# To do
Within the listing below, how many lines hold the string "whether"? Only the number is wanted.
☆ ☆ ☆
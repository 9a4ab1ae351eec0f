//! The e2e config file.
//!
//! Same shape as a clusterctl e2e config, so an existing suite's YAML can be
//! pointed at directly; only the keys the harness uses are read:
//!
//! ```yaml
//! variables:
//!   KUBERNETES_VERSION: "v1.27.2"
//!   CLOUDSTACK_INVALID_WORKER_MACHINE_OFFERING_NAME: "OfferingXXXX"
//! intervals:
//!   default/wait-errors: ["5m", "10s"]
//!   default/wait-delete-cluster: ["20m", "10s"]
//! ```
//!
//! TOML files (`.toml`) with the same tables are accepted too. Interval
//! entries are `[deadline, interval]` in humantime notation.

use std::collections::BTreeMap;
use std::fmt;
use std::fs;
use std::path::Path;

use serde::{Deserialize, Serialize};

use crate::errors::ConfigError;
use crate::poll::{DeadlineBudget, MAX_WAIT};
use crate::scenario::ScenarioDefinition;

/// Variable holding the workload cluster's Kubernetes version.
pub const KUBERNETES_VERSION: &str = "KUBERNETES_VERSION";

/// Scalar variable value; YAML configs sometimes leave numbers unquoted.
#[derive(Debug, Clone, PartialEq, Deserialize, Serialize)]
#[serde(untagged)]
pub enum VariableValue {
    String(String),
    Integer(i64),
    Float(f64),
    Bool(bool),
}

impl fmt::Display for VariableValue {
    fn fmt(&self, f: &mut fmt::Formatter<'_>) -> fmt::Result {
        match self {
            Self::String(s) => f.write_str(s),
            Self::Integer(n) => write!(f, "{n}"),
            Self::Float(n) => write!(f, "{n}"),
            Self::Bool(b) => write!(f, "{b}"),
        }
    }
}

#[derive(Debug, Clone, Default, Deserialize, Serialize)]
#[serde(default)]
pub struct E2EConfig {
    pub variables: BTreeMap<String, VariableValue>,
    pub intervals: BTreeMap<String, Vec<String>>,
    pub scenarios: BTreeMap<String, ScenarioDefinition>,
}

impl E2EConfig {
    /// Load from disk; `.toml` is parsed as TOML, anything else as YAML.
    pub fn load(path: &Path) -> Result<Self, ConfigError> {
        let contents = fs::read_to_string(path).map_err(|source| ConfigError::Read {
            path: path.to_path_buf(),
            source,
        })?;
        let is_toml = path
            .extension()
            .is_some_and(|ext| ext.eq_ignore_ascii_case("toml"));
        let parsed = if is_toml {
            Self::from_toml_str(&contents)
        } else {
            Self::from_yaml_str(&contents)
        };
        parsed.map_err(|message| ConfigError::Parse {
            path: path.to_path_buf(),
            message,
        })
    }

    pub fn from_yaml_str(contents: &str) -> Result<Self, String> {
        serde_yaml_ng::from_str(contents).map_err(|e| e.to_string())
    }

    pub fn from_toml_str(contents: &str) -> Result<Self, String> {
        toml::from_str(contents).map_err(|e| e.to_string())
    }

    /// Set or replace a variable (builder style, mostly for tests).
    pub fn with_variable(mut self, name: &str, value: &str) -> Self {
        self.variables
            .insert(name.to_string(), VariableValue::String(value.to_string()));
        self
    }

    /// Set or replace an interval entry, e.g. `("default/wait-errors", "5m", "10s")`.
    pub fn with_interval(mut self, name: &str, deadline: &str, interval: &str) -> Self {
        self.intervals
            .insert(name.to_string(), vec![deadline.to_string(), interval.to_string()]);
        self
    }

    /// Value of `name`; a process environment variable of the same name
    /// takes precedence over the file.
    pub fn get_variable(&self, name: &str) -> Result<String, ConfigError> {
        if let Ok(value) = std::env::var(name) {
            return Ok(value);
        }
        self.variables
            .get(name)
            .map(ToString::to_string)
            .ok_or_else(|| ConfigError::MissingVariable(name.to_string()))
    }

    pub fn has_variable(&self, name: &str) -> bool {
        self.get_variable(name).is_ok()
    }

    /// Budget for `spec/key`, falling back to `default/key`.
    pub fn get_intervals(&self, spec: &str, key: &str) -> Result<DeadlineBudget, ConfigError> {
        for name in [format!("{spec}/{key}"), format!("default/{key}")] {
            if let Some(values) = self.intervals.get(&name) {
                return parse_budget(&name, values);
            }
        }
        Err(ConfigError::MissingIntervals {
            spec: spec.to_string(),
            key: key.to_string(),
        })
    }
}

fn parse_budget(name: &str, values: &[String]) -> Result<DeadlineBudget, ConfigError> {
    let [deadline, interval] = values else {
        return Err(ConfigError::InvalidInterval {
            name: name.to_string(),
            message: format!("expected [deadline, interval], got {} value(s)", values.len()),
        });
    };
    let parse = |raw: &str| {
        let value = humantime::parse_duration(raw.trim()).map_err(|e| ConfigError::InvalidInterval {
            name: name.to_string(),
            message: format!("{raw:?}: {e}"),
        })?;
        if value > MAX_WAIT {
            return Err(ConfigError::InvalidInterval {
                name: name.to_string(),
                message: format!("{raw:?} exceeds {}", humantime::format_duration(MAX_WAIT)),
            });
        }
        Ok(value)
    };
    Ok(DeadlineBudget::new(parse(deadline)?, parse(interval)?))
}

#[cfg(test)]
mod tests {
    use super::*;
    use std::time::Duration;

    const YAML: &str = r#"
managementClusterName: capi-test
images:
  - name: gcr.io/k8s-staging-capi-cloudstack/capi-cloudstack-controller:dev
    loadBehavior: tryLoad
variables:
  KUBERNETES_VERSION: "v1.27.2"
  CONTROL_PLANE_MACHINE_COUNT: 1
  CLOUDSTACK_INVALID_WORKER_MACHINE_OFFERING_NAME: "OfferingXXXX"
intervals:
  default/wait-errors: ["5m", "10s"]
  invalid-worker-offering/wait-errors: ["2m", "5s"]
"#;

    #[test]
    fn test_parse_clusterctl_style_yaml() {
        let config = E2EConfig::from_yaml_str(YAML).unwrap();
        assert_eq!(config.get_variable(KUBERNETES_VERSION).unwrap(), "v1.27.2");
        assert_eq!(
            config.variables.get("CONTROL_PLANE_MACHINE_COUNT").unwrap().to_string(),
            "1"
        );
    }

    #[test]
    fn test_intervals_prefer_spec_then_default() {
        let config = E2EConfig::from_yaml_str(YAML).unwrap();
        let spec = config.get_intervals("invalid-worker-offering", "wait-errors").unwrap();
        assert_eq!(spec.deadline, Duration::from_secs(120));
        assert_eq!(spec.interval, Duration::from_secs(5));

        let fallback = config.get_intervals("other-spec", "wait-errors").unwrap();
        assert_eq!(fallback.deadline, Duration::from_secs(300));
        assert_eq!(fallback.interval, Duration::from_secs(10));
    }

    #[test]
    fn test_missing_intervals_is_error() {
        let config = E2EConfig::from_yaml_str(YAML).unwrap();
        let err = config
            .get_intervals("invalid-worker-offering", "wait-delete-cluster")
            .unwrap_err();
        assert!(matches!(err, ConfigError::MissingIntervals { .. }));
    }

    #[test]
    fn test_malformed_intervals_rejected() {
        let config = E2EConfig::default()
            .with_interval("default/wait-errors", "five minutes", "10s");
        assert!(matches!(
            config.get_intervals("x", "wait-errors"),
            Err(ConfigError::InvalidInterval { .. })
        ));

        let mut config = E2EConfig::default();
        config
            .intervals
            .insert("default/wait-errors".to_string(), vec!["5m".to_string()]);
        assert!(matches!(
            config.get_intervals("x", "wait-errors"),
            Err(ConfigError::InvalidInterval { .. })
        ));
    }

    #[test]
    fn test_oversized_intervals_rejected() {
        let config = E2EConfig::default()
            .with_interval("default/wait-errors", "18446744073709551615s", "1s");
        let err = config.get_intervals("x", "wait-errors").unwrap_err();
        match err {
            ConfigError::InvalidInterval { name, message } => {
                assert_eq!(name, "default/wait-errors");
                assert!(message.contains("exceeds"), "{message}");
            }
            other => panic!("unexpected error: {other}"),
        }

        let config = E2EConfig::default().with_interval("default/wait-errors", "5m", "400days");
        assert!(matches!(
            config.get_intervals("x", "wait-errors"),
            Err(ConfigError::InvalidInterval { .. })
        ));

        let config = E2EConfig::default().with_interval("default/wait-errors", "365days", "1s");
        assert_eq!(config.get_intervals("x", "wait-errors").unwrap().deadline, MAX_WAIT);
    }

    #[test]
    fn test_parse_toml() {
        let config = E2EConfig::from_toml_str(
            r#"
[variables]
KUBERNETES_VERSION = "v1.28.0"

[intervals]
"default/wait-errors" = ["90s", "1s"]
"#,
        )
        .unwrap();
        assert_eq!(config.get_variable(KUBERNETES_VERSION).unwrap(), "v1.28.0");
        assert_eq!(
            config.get_intervals("any", "wait-errors").unwrap().deadline,
            Duration::from_secs(90)
        );
    }

    #[test]
    fn test_missing_variable() {
        let config = E2EConfig::default();
        assert!(matches!(
            config.get_variable("CAPC_E2E_SURELY_UNSET_VARIABLE_NAME"),
            Err(ConfigError::MissingVariable(_))
        ));
    }

    #[test]
    fn test_load_by_extension() {
        let dir = tempfile::TempDir::new().unwrap();
        let yaml = dir.path().join("e2e.yaml");
        fs::write(&yaml, YAML).unwrap();
        assert!(E2EConfig::load(&yaml).is_ok());

        let toml_path = dir.path().join("e2e.toml");
        fs::write(&toml_path, "[variables]\nKUBERNETES_VERSION = \"v1\"\n").unwrap();
        assert!(E2EConfig::load(&toml_path).is_ok());

        let err = E2EConfig::load(&dir.path().join("missing.yaml")).unwrap_err();
        assert!(matches!(err, ConfigError::Read { .. }));
    }
}
//! Subcommand implementations.

use std::path::{Path, PathBuf};
use std::sync::Arc;
use std::time::Duration;

use anyhow::{Context, Result, anyhow, bail};
use capc_e2e_core::config::{HarnessSettings, expand_home};
use capc_e2e_core::kubectl::{ClusterctlRenderer, KubectlEndpoint};
use capc_e2e_core::{
    CancelSource, E2EConfig, LogFileFilter, NegativeScenario, PollResult, ScenarioCatalog,
    ScenarioInput, ScenarioReport, scan as scan_tree,
};
use futures::future::join_all;
use serde::Serialize;
use tracing::{error, info, warn};

use crate::RunArgs;

fn settings_from_env() -> Result<HarnessSettings> {
    HarnessSettings::from_env().map_err(|errors| {
        let lines: Vec<String> = errors.iter().map(|e| format!("  - {e}")).collect();
        anyhow!("Invalid CAPC_E2E_* environment:\n{}", lines.join("\n"))
    })
}

fn cli_path(path: Option<PathBuf>) -> Option<PathBuf> {
    path.map(|p| expand_home(&p.to_string_lossy()))
}

fn load_config(path: Option<PathBuf>) -> Result<Option<E2EConfig>> {
    let Some(path) = path else {
        return Ok(None);
    };
    let config = E2EConfig::load(&path).with_context(|| format!("Failed to load E2E config {}", path.display()))?;
    Ok(Some(config))
}

/// Everything `run` needs, after env and CLI layering.
#[derive(Debug)]
struct RunPlan {
    scenario: String,
    e2e_config: PathBuf,
    clusterctl_config: PathBuf,
    kubeconfig: PathBuf,
    proxy_name: String,
    artifacts: PathBuf,
    skip_cleanup: bool,
    parallel: u32,
    flavor: Option<String>,
    command_timeout: Duration,
}

impl RunPlan {
    fn resolve(args: &RunArgs, settings: HarnessSettings) -> Result<Self> {
        let e2e_config = settings
            .e2e_config
            .override_with(cli_path(args.e2e_config.clone()).map(Some))
            .value
            .context("No E2E config: pass --e2e-config or set CAPC_E2E_E2E_CONFIG")?;
        let clusterctl_config = settings
            .clusterctl_config
            .override_with(cli_path(args.clusterctl_config.clone()).map(Some))
            .value
            .context("No clusterctl config: pass --clusterctl-config or set CAPC_E2E_CLUSTERCTL_CONFIG")?;

        Ok(Self {
            scenario: args.scenario.clone(),
            e2e_config,
            clusterctl_config,
            kubeconfig: settings.kubeconfig.override_with(cli_path(args.kubeconfig.clone())).value,
            proxy_name: settings.proxy_name.override_with(args.proxy_name.clone()).value,
            artifacts: settings.artifacts.override_with(cli_path(args.artifacts.clone())).value,
            skip_cleanup: settings.skip_cleanup.override_with(args.skip_cleanup.then_some(true)).value,
            parallel: settings.parallel.override_with(args.parallel).value,
            flavor: settings.flavor.override_with(args.flavor.clone().map(Some)).value,
            command_timeout: settings.command_timeout.override_with(args.command_timeout).value,
        })
    }
}

/// Run `parallel` instances of a scenario. Returns whether all succeeded.
pub async fn run(args: RunArgs) -> Result<bool> {
    let plan = RunPlan::resolve(&args, settings_from_env()?)?;
    info!(
        scenario = %plan.scenario,
        proxy = %plan.proxy_name,
        artifacts = %plan.artifacts.display(),
        parallel = plan.parallel,
        skip_cleanup = plan.skip_cleanup,
        command_timeout = ?plan.command_timeout,
        "Starting run"
    );

    let config = load_config(Some(plan.e2e_config.clone()))?.context("E2E config is required")?;
    let catalog = ScenarioCatalog::with_config(&config)?;
    let definition = catalog.get(&plan.scenario)?.clone();

    let input = ScenarioInput {
        e2e_config: Arc::new(config),
        clusterctl_config_path: plan.clusterctl_config.clone(),
        endpoint: Arc::new(
            KubectlEndpoint::new(&plan.proxy_name, &plan.kubeconfig)
                .with_binary(&args.kubectl)
                .with_command_timeout(plan.command_timeout),
        ),
        renderer: Arc::new(
            ClusterctlRenderer::new()
                .with_binary(&args.clusterctl)
                .with_command_timeout(plan.command_timeout),
        ),
        artifact_folder: plan.artifacts.clone(),
        skip_cleanup: plan.skip_cleanup,
        flavor: plan.flavor.clone(),
    };

    let mut configured = Vec::new();
    for _ in 0..plan.parallel {
        let scenario = NegativeScenario::new(definition.clone())
            .configure(input.clone())
            .with_context(|| format!("Failed to set up {}", plan.scenario))?;
        configured.push(scenario);
    }

    let source = CancelSource::new();
    let token = source.token();
    tokio::spawn(async move {
        if tokio::signal::ctrl_c().await.is_ok() {
            warn!("Interrupted, cancelling scenarios and cleaning up");
            source.cancel();
        }
    });

    let reports = join_all(configured.into_iter().map(|scenario| {
        let token = token.clone();
        async move { scenario.run(&token).await }
    }))
    .await;

    let mut all_succeeded = true;
    for report in &reports {
        all_succeeded &= report.succeeded();
        summarize(report, &plan.artifacts);
    }
    Ok(all_succeeded)
}

fn summarize(report: &ScenarioReport, artifacts: &Path) {
    match report.write_json(artifacts) {
        Ok(path) => info!(report = %path.display(), "Report written"),
        Err(e) => warn!(error = %e, "Failed to write report"),
    }
    if !report.cleanup.is_clean() {
        for e in &report.cleanup.errors {
            warn!(cluster = %report.cluster_name, error = %e, "Cleanup step failed");
        }
    }
    match &report.failure {
        None => println!("PASS {} ({})", report.scenario, report.cluster_name),
        Some(failure) => {
            error!(
                scenario = %report.scenario,
                cluster = %report.cluster_name,
                kind = failure.kind,
                "{}",
                failure.message
            );
            println!("FAIL {} ({}): {}", report.scenario, report.cluster_name, failure.message);
        }
    }
}

/// One synchronous scan. Returns whether the signature was found.
pub fn scan(dir: &Path, signature: &str, markers: Vec<String>) -> Result<bool> {
    let filter = LogFileFilter::all_of(markers);
    match scan_tree(dir, |p| filter.matches(p), signature) {
        PollResult::Found(path) => {
            println!("{path}");
            Ok(true)
        }
        PollResult::NotFound => {
            eprintln!("{signature:?} not found under {}", dir.display());
            Ok(false)
        }
        PollResult::Error(cause) => bail!("Scan failed: {cause}"),
    }
}

fn catalog_for(e2e_config: Option<PathBuf>) -> Result<(ScenarioCatalog, Option<E2EConfig>)> {
    let path = match cli_path(e2e_config) {
        Some(path) => Some(path),
        None => settings_from_env()?.e2e_config.value,
    };
    let config = load_config(path)?;
    let catalog = match &config {
        Some(config) => ScenarioCatalog::with_config(config)?,
        None => ScenarioCatalog::builtin(),
    };
    Ok((catalog, config))
}

pub fn intervals(scenario: &str, key: Option<&str>, e2e_config: Option<PathBuf>) -> Result<()> {
    let (catalog, config) = catalog_for(e2e_config)?;
    let config = config.context("Intervals come from the E2E config: pass --e2e-config or set CAPC_E2E_E2E_CONFIG")?;
    let definition = catalog.get(scenario)?;
    let key = key.unwrap_or(&definition.wait_key);
    let budget = config.get_intervals(&definition.name, key)?;
    println!("{}/{key}: {budget}", definition.name);
    Ok(())
}

#[derive(Serialize)]
struct ScenarioListing<'a> {
    name: &'a str,
    flavor: &'a str,
    signature: String,
    wait_key: &'a str,
}

pub fn list(e2e_config: Option<PathBuf>, json: bool) -> Result<()> {
    let (catalog, _) = catalog_for(e2e_config)?;
    let listings: Vec<ScenarioListing<'_>> = catalog
        .definitions()
        .map(|d| ScenarioListing {
            name: &d.name,
            flavor: d.effective_flavor(None),
            signature: format!("{}${}", d.signature_prefix, d.signature_variable),
            wait_key: &d.wait_key,
        })
        .collect();

    if json {
        println!("{}", serde_json::to_string_pretty(&listings)?);
        return Ok(());
    }
    for l in &listings {
        println!("{:<32} flavor={:<28} wait={:<16} {:?}", l.name, l.flavor, l.wait_key, l.signature);
    }
    Ok(())
}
☆ ☆ ☆
# Reply to the task
2